Collected data
//! DMA transfer direction and the translation-entry permissions it implies.

use bitflags::bitflags;

/// Direction of a DMA transfer
#[derive(Debug, Clone, Copy, PartialEq, Eq)]
pub enum DmaDirection {
    /// Bidirectional
    Bidirectional,
    /// Memory to device
    ToDevice,
    /// Device to memory
    FromDevice,
    /// No transfer; never valid for a mapping request
    None,
}

bitflags! {
    /// Access a translation entry grants to the device
    #[derive(Debug, Clone, Copy, PartialEq, Eq, Hash)]
    pub struct TcePermissions: u8 {
        /// Device may read memory
        const READ = 1 << 0;
        /// Device may write memory
        const WRITE = 1 << 1;
    }
}

impl DmaDirection {
    /// Whether this direction may be used for a mapping
    #[inline]
    pub fn is_valid(self) -> bool {
        !matches!(self, Self::None)
    }

    /// Entry permissions for this direction
    #[inline]
    pub fn permissions(self) -> TcePermissions {
        match self {
            Self::Bidirectional => TcePermissions::READ | TcePermissions::WRITE,
            Self::ToDevice => TcePermissions::READ,
            Self::FromDevice => TcePermissions::WRITE,
            Self::None => TcePermissions::empty(),
        }
    }

    /// Panic on `DmaDirection::None`
    ///
    /// Passing `None` to a mapping call is a driver bug, not a runtime
    /// condition.
    #[inline]
    #[track_caller]
    pub(crate) fn assert_valid(self) {
        assert!(self.is_valid(), "DMA mapping requested with DmaDirection::None");
    }
}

◆ **Problem**
Go through the records and pull out each line that includes the word "PartialEq".

◆ **Exercise response**
#[derive(Debug, Clone, Copy, PartialEq, Eq)]
    #[derive(Debug, Clone, Copy, PartialEq, Eq, Hash)]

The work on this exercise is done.